Пушкин подержал папку на руке, будто проверяя ее вес, но ставить на место не стал, а бросил на стол.

И чем дальше говорил он с Андреевым — тем выше становилась куча папок на столе.

— А вот еще — кайф! — голосом истинного кооперативщика взывал Пушкин, рассматривая содержание очередной папки. — Про тюрьму, чернуха с лирическим отливом.

— Про тридцать седьмой год, что ли? — спросил Андреев, чтобы отвлечь свое раздражение. Но оно не отвлекалось.

— Ты, парень, все-таки реши: тебе на завтра, на пять лет вперед или все-таки на побольше? На пять лет — про 37-й еще сгодится, дальше с популярностью на этом сложней будет. Я тебе про современную тюрьму предлагаю, дурачок, знаешь, какой там кошмар творится! Сейчас уже про это можно писать. — Пушкин вздохнул так тяжело, как будто сам прошел через все тюремные беды. А потом он сделал широкий жест рукой. — Видишь — полки. Да-да, вот эти самые. На них — то, о чем еще вчера было запрещено писать, а сегодня — пожалуйста. Вот эти, видишь, папочки? В них то, о чем сегодня писать нельзя, но завтра уже будет можно.

— Но ведь это все только сюжеты, разработки, наметки характеров. — Андреев изо всех сил старался сохранять спокойствие. — Ведь все это еще надо написать. Вы же не станете отрицать, что в литературе существует язык, стиль, манера писателя, а их, между прочим, из папочки не вытащишь.

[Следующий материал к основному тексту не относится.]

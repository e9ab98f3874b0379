use std::env;
use std::str::FromStr;

use crate::error::AppError;

/// Which environment the process runs in; selects the database name.
#[derive(Debug, Clone, Copy, PartialEq, Eq)]
pub enum RuntimeEnv {
    Prod,
    /// Enforces the `_test` suffix on the database name
    Test,
}

/// Storage engine backing the connection.
#[derive(Debug, Clone, Copy, PartialEq, Eq)]
pub enum DbKind {
    Postgres,
    SqliteFile,
    /// One private database per pool; the pool is pinned to a single connection
    SqliteMemory,
}

impl DbKind {
    pub fn is_sqlite(self) -> bool {
        matches!(self, DbKind::SqliteFile | DbKind::SqliteMemory)
    }
}

impl FromStr for DbKind {
    type Err = AppError;

    fn from_str(raw: &str) -> Result<Self, Self::Err> {
        match raw.trim().to_ascii_lowercase().as_str() {
            "postgres" | "pg" => Ok(DbKind::Postgres),
            "sqlite-file" | "sqlite_file" | "sqlite" => Ok(DbKind::SqliteFile),
            "sqlite-memory" | "sqlite_memory" | "memory" => Ok(DbKind::SqliteMemory),
            other => Err(AppError::config(format!(
                "unknown database kind '{other}' (expected postgres, sqlite-file or sqlite-memory)"
            ))),
        }
    }
}

/// Database owner enum for different access levels
#[derive(Debug, Clone, Copy, PartialEq, Eq)]
pub enum DbOwner {
    /// Application-level access (limited permissions)
    App,
    /// Owner-level access (full permissions for migrations)
    Owner,
}

/// Builds a connection URL from environment variables.
pub fn db_url(env: RuntimeEnv, kind: DbKind, owner: DbOwner) -> Result<String, AppError> {
    match kind {
        DbKind::Postgres => {
            let host = env::var("POSTGRES_HOST").unwrap_or_else(|_| "localhost".to_string());
            let port = env::var("POSTGRES_PORT").unwrap_or_else(|_| "5432".to_string());
            let db_name = db_name(env)?;
            let (username, password) = credentials(owner)?;
            Ok(format!(
                "postgresql://{username}:{password}@{host}:{port}/{db_name}"
            ))
        }
        DbKind::SqliteFile => {
            let path = must_var("SQLITE_DB_PATH")?;
            if env == RuntimeEnv::Test && !path.contains("_test") {
                return Err(AppError::config(format!(
                    "Test environment requires SQLITE_DB_PATH to contain '_test', but got: '{path}'"
                )));
            }
            Ok(format!("sqlite://{path}?mode=rwc"))
        }
        DbKind::SqliteMemory => Ok("sqlite::memory:".to_string()),
    }
}

fn db_name(env: RuntimeEnv) -> Result<String, AppError> {
    match env {
        RuntimeEnv::Prod => must_var("PROD_DB"),
        RuntimeEnv::Test => {
            let db_name = must_var("TEST_DB")?;
            if !db_name.ends_with("_test") {
                return Err(AppError::config(format!(
                    "Test environment requires database name to end with '_test', but got: '{db_name}'"
                )));
            }
            Ok(db_name)
        }
    }
}

fn credentials(owner: DbOwner) -> Result<(String, String), AppError> {
    match owner {
        DbOwner::App => Ok((must_var("APP_DB_USER")?, must_var("APP_DB_PASSWORD")?)),
        DbOwner::Owner => Ok((
            must_var("MILSIM_OWNER_USER")?,
            must_var("MILSIM_OWNER_PASSWORD")?,
        )),
    }
}

/// Get required environment variable or return error
pub(crate) fn must_var(name: &str) -> Result<String, AppError> {
    env::var(name)
        .map_err(|_| AppError::config(format!("Required environment variable '{name}' is not set")))
}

— Язык? Стиль? — горестно повторил Александр Сергеевич и посмотрел на Андреева серьезно и печально. — О чем ты, парень? Кто об этом сейчас помнит? Кого это сегодня волнует? Перестань! Если мечтаешь о популярности — к чему тебе все эти сложности?

— Ну а если придет к вам абсолютно бездарный человек, — не сдавался Андреев, — который двух слов связать не может, вы и ему, что ли, возьметесь помогать?

Бороду Александра Сергеевича рассекла вполне добродушная улыбка. Она была столь неожиданна и приятна — словно огонек такси в ночи, — что Андреев почувствовал, как столб раздражения начинает будто рассасываться и в душу влетает успокоение.

— Во-первых, мы — кооператив широкого профиля. На писаках, вроде тебя, мы бы разорились, — улыбаясь, сказал Пушкин. — А во-вторых, совсем бездарные наш кооператив просто не замечают. Проходят мимо — будто его и нет. Мы ведь для чего? Мы душевное спокойствие людям даем, а бездарный — он всегда спокоен душевно. Таланта нет, чего волноваться-то? Так что, если ты нас заметил, — считай, еще не все потеряно. Хозяйничай в своей судьбе, на то и человек! — Пушкин достал очередную папку, полистал и бросил перед Андреевым. — Это из завтрашнего дня. Из того, о чем сегодня еще не очень можно. Про гомосексуалистов, роман про то, как в нашей армии из нормальных ребят голубых делают. Иногда. Вещь убойной силы. Об этом говорят уже, но пока робко. — Очередная папка приземлилась перед носом Андреева. — Любовь, проститутки… Это уже проехали. Что еще есть? Вот толстые папки стоят, видишь? Это историческая тема. Тут, правда, есть одна трудность: не совсем ясно пока, что из этого можно уже сегодня, а на что только завтра разрешение поступит. С документами историческими — тоже проблема, даже нам не все удается собрать.